**WORK INSTRUCTION**: Using the data below, gather each line that includes the word "general".

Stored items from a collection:
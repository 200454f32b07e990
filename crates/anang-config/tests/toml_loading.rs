//! Integration tests for TOML and environment configuration loading.
//!
//! Uses figment::Jail for sandboxed files and env vars.

use figment::{
    Figment, Jail,
    providers::{Env, Format, Serialized, Toml},
};
use anang_config::AnangConfig;
use pretty_assertions::assert_eq;

#[test]
fn loads_api_and_storage_from_toml() {
    Jail::expect_with(|jail| {
        jail.create_file(
            "config.toml",
            r#"
[api]
base_url = "https://api.anang.ca"

[storage]
dir = "/var/lib/anang"
use_keyring = true
"#,
        )?;

        let config: AnangConfig = Figment::from(Serialized::defaults(AnangConfig::default()))
            .merge(Toml::file("config.toml"))
            .extract()?;

        assert_eq!(config.api.base_url, "https://api.anang.ca");
        assert_eq!(config.storage.dir, "/var/lib/anang");
        assert!(config.storage.use_keyring);
        assert_eq!(config.storage.keyring_service, "anang-portal");
        Ok(())
    });
}

#[test]
fn env_overrides_toml() {
    Jail::expect_with(|jail| {
        jail.create_file(
            "config.toml",
            r#"
[api]
base_url = "https://from-toml.example"
"#,
        )?;
        jail.set_env("ANANG_API__BASE_URL", "https://from-env.example");

        let config: AnangConfig = Figment::from(Serialized::defaults(AnangConfig::default()))
            .merge(Toml::file("config.toml"))
            .merge(Env::prefixed("ANANG_").split("__"))
            .extract()?;

        assert_eq!(config.api.base_url, "https://from-env.example");
        Ok(())
    });
}

#[test]
fn project_local_file_is_picked_up_by_load() {
    Jail::expect_with(|jail| {
        jail.create_dir(".anang")?;
        jail.create_file(
            ".anang/config.toml",
            r#"
[general]
default_format = "table"
"#,
        )?;

        let config = AnangConfig::load().expect("config loads");
        assert_eq!(config.general.default_format, "table");
        Ok(())
    });
}

#[test]
fn load_rejects_invalid_base_url_from_env() {
    Jail::expect_with(|jail| {
        jail.set_env("ANANG_API__BASE_URL", "localhost:8000");
        assert!(AnangConfig::load().is_err());
        Ok(())
    });
}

**EXPECTED ANSWER**:
[general]
        assert_eq!(config.general.default_format, "table");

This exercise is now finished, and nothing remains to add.